TASK BRIEF: Find each line below where the word "filter" occurs, and copy it.

EXERCISE DATA:
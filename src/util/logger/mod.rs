//! Logger module for dongbei
//!
//! Go-style simple logging: `[LEVEL] message`
//!
//! # Usage
//!
//! ```rust
//! use dongbei::util::logger;
//!
//! logger::init();
//! tracing::info!("Hello, {}", "world");
//! ```

use std::str::FromStr;

use serde::{Deserialize, Serialize};
use tracing_subscriber::{layer::SubscriberExt, util::SubscriberInitExt, Layer, Registry};

/// Log level
#[derive(Debug, Clone, Copy, PartialEq, Eq, Default, Serialize, Deserialize)]
#[serde(rename_all = "lowercase")]
pub enum LogLevel {
    Trace,
    Debug,
    Info,
    #[default]
    Warn,
    Error,
}

impl From<LogLevel> for tracing::Level {
    fn from(level: LogLevel) -> Self {
        match level {
            LogLevel::Trace => tracing::Level::TRACE,
            LogLevel::Debug => tracing::Level::DEBUG,
            LogLevel::Info => tracing::Level::INFO,
            LogLevel::Warn => tracing::Level::WARN,
            LogLevel::Error => tracing::Level::ERROR,
        }
    }
}

impl FromStr for LogLevel {
    type Err = String;

    fn from_str(s: &str) -> Result<Self, Self::Err> {
        match s.to_ascii_lowercase().as_str() {
            "trace" => Ok(LogLevel::Trace),
            "debug" => Ok(LogLevel::Debug),
            "info" => Ok(LogLevel::Info),
            "warn" | "warning" => Ok(LogLevel::Warn),
            "error" => Ok(LogLevel::Error),
            other => Err(format!("unknown log level: {}", other)),
        }
    }
}

/// Pick the level to run at
///
/// `verbose` wins, then an explicitly requested level, then the configured one.
pub fn effective_level(
    verbose: bool,
    requested: Option<LogLevel>,
    configured: LogLevel,
) -> LogLevel {
    if verbose {
        LogLevel::Debug
    } else {
        requested.unwrap_or(configured)
    }
}

/// Initialize logger with default configuration (WARN level)
pub fn init() {
    init_with_level(LogLevel::default());
}

/// Initialize logger with custom level (Go style: `[LEVEL] message`)
///
/// Only the first call installs a subscriber; later calls are ignored.
pub fn init_with_level(level: LogLevel) {
    let filter = tracing_subscriber::filter::LevelFilter::from_level(level.into());

    // Go 风格：显示 [LEVEL] 前缀，不显示时间、不显示模块路径、无颜色
    let layer = tracing_subscriber::fmt::layer()
        .with_writer(std::io::stderr)
        .without_time()
        .with_target(false)
        .with_level(true)
        .with_ansi(false)
        .compact()
        .with_filter(filter);

    let _ = Registry::default().with(layer).try_init();
}

/// Initialize logger for debug use (DEBUG level)
pub fn init_debug() {
    init_with_level(LogLevel::Debug);
}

EXERCISE RESPONSE:
    let filter = tracing_subscriber::filter::LevelFilter::from_level(level.into());
        .with_filter(filter);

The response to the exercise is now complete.